痛みのあまりゴブリンは手から棍棒を落としてしまう。その隙を私が見逃すはずもなく、急いで足首を斬りつける。それと同時に立てなくなり、倒れこんだゴブリンの胸に剣を突き立てた。返り血がぶしゃっとかかったがそんなことにも気づかない。なぜなら


「勝てた?」


ゴブリンを見ても動くことはない。ゴブリンに勝てたという事実がとてもうれしかった。ですが戦闘モードが終わった私に急速に疲れが襲ってきました。アドレナリンが出ていたのだろうか。その甲斐もあって戦闘中は何とかなりましたがやはり疲れていた。狐人族の貧弱な体力はやばい。それと同時に急に吐き気をもよおした。


「うえぇ。」


地面にはいてしまった。原因はゴブリンの死体だ。ただでさえ臭いのに血まみれでとてもグロデスク。とてもじゃないですが元日本人には耐えられるものではない。


(それでもなれないといけないんだろうな。)


その場ですぐさま水魔法で口をゆすぎ、氷魔法で服についた血を落とす。そしてショートソードでゴブリンから魔石を取り出す。


ゴブリンの魔石がある位置は脳らしい。正直この情報だけで取り出すのを躊躇いますがやらないわけにはいかない。
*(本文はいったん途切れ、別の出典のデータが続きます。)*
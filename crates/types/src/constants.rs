//! Shared constants for the network controller

/// Largest chain id accepted from user input.
///
/// Chain ids above 2^53 - 1 cannot round-trip through consumers that store
/// them as IEEE-754 doubles, so they are rejected at validation time.
pub const MAX_SAFE_CHAIN_ID: u64 = 9_007_199_254_740_991;

/// Sentinel carried in the error body of a geo-blocked hosted endpoint.
pub const BLOCKED_REGION_SENTINEL: &str = "countryBlocked";

/// JSON-RPC "internal error" code.
pub const RPC_INTERNAL_ERROR_CODE: i64 = -32603;

/// JSON-RPC "parse error" code, used for unparseable response bodies.
pub const RPC_PARSE_ERROR_CODE: i64 = -32700;

/// Cadence of the block tracker's `eth_blockNumber` poll.
pub const DEFAULT_POLLING_INTERVAL_MS: u64 = 20_000;

/// Ticker applied to built-in networks that do not define their own.
pub const DEFAULT_TICKER: &str = "ETH";
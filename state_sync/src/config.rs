use std::time::Duration;

use clap::Args;
use felt_trie::{bits::MAX_HEIGHT, config::DEFAULT_CACHE_CAPACITY, TrieConfig};
use serde::{Deserialize, Serialize};

use crate::SyncError;

const HELP_HEADING: &str = "Synchronizer options";

/// Runtime configuration of a [`Synchronizer`](crate::Synchronizer).
#[derive(Clone, Copy, Debug, Deserialize, Eq, PartialEq, Serialize)]
#[serde(default)]
pub struct SyncConfig {
    /// Height of the state trie.
    pub trie_height: usize,
    /// Committed trie nodes kept decoded in memory.
    pub cache_capacity: usize,
    /// First sequence number to synchronize.
    pub start_sequence: u64,
    /// Commit the trie after this many applied batches. Batches whose L1
    /// root is already known are always committed.
    pub commit_interval: usize,
    /// Stop at the first local root that disagrees with L1.
    pub halt_on_mismatch: bool,
    /// How many unmatched roots to remember on each side.
    pub root_retention: usize,
    /// Delay between polls of an upstream that had nothing new.
    pub poll_interval: Duration,
}

impl Default for SyncConfig {
    fn default() -> Self {
        Self {
            trie_height: MAX_HEIGHT,
            cache_capacity: DEFAULT_CACHE_CAPACITY,
            start_sequence: 0,
            commit_interval: 1,
            halt_on_mismatch: true,
            root_retention: 256,
            poll_interval: Duration::from_secs(2),
        }
    }
}

impl SyncConfig {
    pub fn trie_config(&self) -> TrieConfig {
        TrieConfig {
            height: self.trie_height,
            cache_capacity: self.cache_capacity,
        }
    }

    pub(crate) fn validate(&self) -> Result<(), SyncError> {
        if self.commit_interval == 0 {
            return Err(SyncError::InvalidConfig(
                "commit interval must be non-zero".into(),
            ));
        }
        if self.root_retention == 0 {
            return Err(SyncError::InvalidConfig(
                "root retention must be non-zero".into(),
            ));
        }
        Ok(())
    }
}

/// Command line and environment form of [`SyncConfig`].
#[derive(Args, Clone, PartialEq, Eq, Debug)]
pub struct CliSyncConfig {
    /// Height of the state trie, in bits.
    #[arg(long, env="STATE_SYNC_TRIE_HEIGHT", help_heading = HELP_HEADING, default_value_t = MAX_HEIGHT)]
    trie_height: usize,
    /// Number of committed trie nodes kept in memory.
    #[arg(long, env="STATE_SYNC_CACHE_CAPACITY", help_heading = HELP_HEADING, default_value_t = DEFAULT_CACHE_CAPACITY)]
    cache_capacity: usize,
    /// First L2 sequence number to synchronize.
    #[arg(long, env="STATE_SYNC_START_SEQUENCE", help_heading = HELP_HEADING, default_value_t = 0)]
    start_sequence: u64,
    /// Number of batches applied between two trie commits.
    #[arg(long, env="STATE_SYNC_COMMIT_INTERVAL", help_heading = HELP_HEADING, default_value_t = 1)]
    commit_interval: usize,
    /// Keep going when a local root disagrees with the root published on L1.
    #[arg(long, env="STATE_SYNC_CONTINUE_ON_MISMATCH", help_heading = HELP_HEADING, default_value_t = false)]
    continue_on_mismatch: bool,
    /// Number of unmatched state roots remembered on each side.
    #[arg(long, env="STATE_SYNC_ROOT_RETENTION", help_heading = HELP_HEADING, default_value_t = 256)]
    root_retention: usize,
    /// Milliseconds to wait before polling an upstream that had nothing new.
    #[arg(long, env="STATE_SYNC_POLL_INTERVAL_MS", help_heading = HELP_HEADING, default_value_t = 2000)]
    poll_interval_ms: u64,
}

impl From<CliSyncConfig> for SyncConfig {
    fn from(cli: CliSyncConfig) -> Self {
        Self {
            trie_height: cli.trie_height,
            cache_capacity: cli.cache_capacity,
            start_sequence: cli.start_sequence,
            commit_interval: cli.commit_interval,
            halt_on_mismatch: !cli.continue_on_mismatch,
            root_retention: cli.root_retention,
            poll_interval: Duration::from_millis(cli.poll_interval_ms),
        }
    }
}
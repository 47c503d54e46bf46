use tracing_subscriber::{prelude::*, util::SubscriberInitExt, EnvFilter};

/// Default directives when `RUST_LOG` is not set.
const DEFAULT_FILTER: &str = "info";

/// Installs a global subscriber printing to stdout, filtered by `RUST_LOG`.
///
/// Trie internals log through the `log` facade under the `felt_trie` target,
/// e.g. `RUST_LOG=info,felt_trie=debug`.
pub fn init() {
    let filter =
        EnvFilter::try_from_default_env().unwrap_or_else(|_| EnvFilter::new(DEFAULT_FILTER));

    tracing_subscriber::Registry::default()
        .with(
            tracing_subscriber::fmt::layer()
                .with_ansi(false)
                .with_filter(filter),
        )
        .init();
}
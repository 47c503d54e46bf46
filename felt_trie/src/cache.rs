use std::num::NonZeroUsize;

use lru::LruCache;
use parking_lot::Mutex;

use crate::{felt::Felt, node::Node};

/// Bounded set of decoded, committed nodes. Anything in it can be dropped at
/// any time since it is also in the store.
#[derive(Debug)]
pub(crate) struct ResidentCache {
    nodes: Mutex<LruCache<Felt, Node>>,
}

impl ResidentCache {
    pub(crate) fn new(capacity: NonZeroUsize) -> Self {
        Self {
            nodes: Mutex::new(LruCache::new(capacity)),
        }
    }

    pub(crate) fn get(&self, hash: &Felt) -> Option<Node> {
        self.nodes.lock().get(hash).copied()
    }

    pub(crate) fn insert(&self, hash: Felt, node: Node) {
        self.nodes.lock().put(hash, node);
    }

    pub(crate) fn clear(&self) {
        self.nodes.lock().clear();
    }

    pub(crate) fn len(&self) -> usize {
        self.nodes.lock().len()
    }
}

#[cfg(test)]
mod tests {
    use super::*;

    #[test]
    fn evicts_least_recently_used() {
        let cache = ResidentCache::new(NonZeroUsize::new(2).unwrap());
        let leaf = |v: u64| Node::Leaf {
            value: Felt::from(v),
        };

        cache.insert(Felt::from(1u64), leaf(1));
        cache.insert(Felt::from(2u64), leaf(2));
        assert_eq!(cache.get(&Felt::from(1u64)), Some(leaf(1)));

        cache.insert(Felt::from(3u64), leaf(3));
        assert_eq!(cache.get(&Felt::from(2u64)), None);
        assert_eq!(cache.len(), 2);

        cache.clear();
        assert_eq!(cache.len(), 0);
    }
}
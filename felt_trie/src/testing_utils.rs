use std::collections::HashSet;

use rand::{rngs::StdRng, Rng, SeedableRng};
use ruint::aliases::U256;

use crate::{
    db::{Db, DbResult, MemoryDb},
    felt::Felt,
    trie::BinaryTrie,
    TrieConfig,
};

pub(crate) type TestEntry = (Felt, Felt);

pub(crate) fn common_setup() {
    // Try init since multiple tests calling `init` will cause an error.
    let _ = pretty_env_logger::try_init();
}

pub(crate) fn memory_trie(height: usize) -> BinaryTrie<MemoryDb> {
    BinaryTrie::new(MemoryDb::default(), TrieConfig::with_height(height)).unwrap()
}

pub(crate) fn felt(v: u64) -> Felt {
    Felt::from(v)
}

/// `n` entries with distinct keys that fit in `height` bits and non-zero
/// values.
pub(crate) fn generate_n_random_entries(n: usize, height: usize, seed: u64) -> Vec<TestEntry> {
    let mut rng = StdRng::seed_from_u64(seed);
    let mut seen = HashSet::new();
    let mut entries = Vec::with_capacity(n);

    while entries.len() < n {
        let key = gen_felt_below(&mut rng, height);
        if seen.insert(key) {
            entries.push((key, gen_non_zero_value(&mut rng)));
        }
    }

    entries
}

pub(crate) fn gen_non_zero_value(rng: &mut StdRng) -> Felt {
    loop {
        let value = gen_felt_below(rng, 251);
        if !value.is_zero() {
            return value;
        }
    }
}

fn gen_felt_below(rng: &mut StdRng, bits: usize) -> Felt {
    let mask = (U256::from(1u64) << bits) - U256::from(1u64);
    let raw = U256::from_limbs(rng.gen::<[u64; 4]>()) & mask;
    Felt::new(raw).unwrap()
}

/// A [`MemoryDb`] whose reads and writes can be made to fail on demand.
#[derive(Debug, Default)]
pub(crate) struct FlakyDb {
    pub(crate) inner: MemoryDb,
    pub(crate) fail_loads: bool,
    pub(crate) fail_stores: bool,
}

impl Db for FlakyDb {
    fn load(&self, hash: &Felt) -> DbResult<Option<Vec<u8>>> {
        if self.fail_loads {
            return Err(format!("injected load failure for {hash}").into());
        }
        self.inner.load(hash)
    }

    fn store(&mut self, hash: Felt, bytes: Vec<u8>) -> DbResult<()> {
        if self.fail_stores {
            return Err(format!("injected store failure for {hash}").into());
        }
        self.inner.store(hash, bytes)
    }
}
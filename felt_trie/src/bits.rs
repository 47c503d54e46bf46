use std::{fmt, ops::Add};

use ruint::aliases::U256;
use serde::{Deserialize, Serialize};

use crate::felt::Felt;

pub type Bit = bool;

/// The deepest a trie can be, i.e. the widest key path it can address.
pub const MAX_HEIGHT: usize = 251;

/// A sequence of at most [`MAX_HEIGHT`] bits, read most significant bit
/// first. Used both for full key paths and for the compressed path of an
/// edge node.
#[derive(
    Copy, Clone, Deserialize, Default, Eq, Hash, Ord, PartialEq, PartialOrd, Serialize, Debug,
)]
pub struct Bits {
    /// The number of bits in this sequence.
    pub count: usize,
    /// A packed encoding of these bits. Only the first (least significant)
    /// `count` bits are used. The rest are unused and should be zero.
    pub packed: U256,
}

fn mask(count: usize) -> U256 {
    (U256::from(1u64) << count) - U256::from(1u64)
}

impl Add for Bits {
    type Output = Self;

    /// Concatenation: `self` followed by `rhs`.
    fn add(self, rhs: Self) -> Self::Output {
        assert!(self.count + rhs.count <= MAX_HEIGHT, "Overflow");
        Self {
            count: self.count + rhs.count,
            packed: (self.packed << rhs.count) | rhs.packed,
        }
    }
}

impl Bits {
    pub const fn empty() -> Self {
        Bits {
            count: 0,
            packed: U256::ZERO,
        }
    }

    pub const fn is_empty(&self) -> bool {
        self.count == 0
    }

    /// The full path of `key` in a trie of the given height. The caller
    /// guarantees the key has no bits set at or above `height`.
    pub fn from_key(key: &Felt, height: usize) -> Self {
        debug_assert!(key.bit_len() <= height);
        Bits {
            count: height,
            packed: key.as_uint(),
        }
    }

    pub fn from_bit(bit: Bit) -> Self {
        Bits {
            count: 1,
            packed: U256::from(bit as u64),
        }
    }

    /// Returns the bit at depth `i`, where depth 0 is the most significant.
    pub fn get_bit(&self, i: usize) -> Bit {
        assert!(i < self.count, "Index out of bounds");
        self.packed.bit(self.count - 1 - i)
    }

    pub fn push_bit(&mut self, bit: Bit) {
        assert!(self.count < MAX_HEIGHT, "Overflow");
        self.packed = (self.packed << 1) | U256::from(bit as u64);
        self.count += 1;
    }

    pub fn add_bit(&self, bit: Bit) -> Self {
        let mut x = *self;
        x.push_bit(bit);
        x
    }

    /// The `len` bits starting at depth `start`.
    pub fn slice(&self, start: usize, len: usize) -> Self {
        assert!(start + len <= self.count, "Index out of bounds");
        Bits {
            count: len,
            packed: (self.packed >> (self.count - start - len)) & mask(len),
        }
    }

    pub fn prefix(&self, len: usize) -> Self {
        self.slice(0, len)
    }

    pub fn suffix_from(&self, start: usize) -> Self {
        self.slice(start, self.count - start)
    }

    /// Length of the longest common prefix of `self` and `other`.
    pub fn common_prefix_len(&self, other: &Bits) -> usize {
        let len = self.count.min(other.count);
        let diff = self.prefix(len).packed ^ other.prefix(len).packed;
        len - diff.bit_len()
    }

    /// Splits around depth `point`: the bits above it, the bit at it, and the
    /// bits below it. Either side may be empty.
    pub fn split_at(&self, point: usize) -> (Self, Bit, Self) {
        (
            self.prefix(point),
            self.get_bit(point),
            self.suffix_from(point + 1),
        )
    }

    /// The packed bits as a field element, as committed to by edge nodes.
    pub fn to_felt(&self) -> Felt {
        Felt::from_raw(self.packed)
    }
}

impl fmt::Display for Bits {
    fn fmt(&self, f: &mut fmt::Formatter<'_>) -> fmt::Result {
        for i in 0..self.count {
            f.write_str(if self.get_bit(i) { "1" } else { "0" })?;
        }
        Ok(())
    }
}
結局、その場でもう一度吐いたものの魔石をカバンに入れてさっさと帰りました。家までたどり着き、ドアを開けるとお母さんが


「お疲れ様。」


と言ってくれた。この言葉だけで頑張ったかいがあったと思う。そう思っていたのもつかの間・・・。


「でも臭いから一緒にお風呂に入りましょうね。」


お母さんは一瞬で私との間合いを詰め、私を抱き抱えて風呂場に連行しようとしてきた。これはまずい。この3年間でお母さんのテクニックも上がったのもあり、いつも私は骨抜きにされている。



「な、何をする。やめてーーーー」


私の魂の叫び声がお母さんの耳に入る訳もなく、今日ももみくちゃにされた。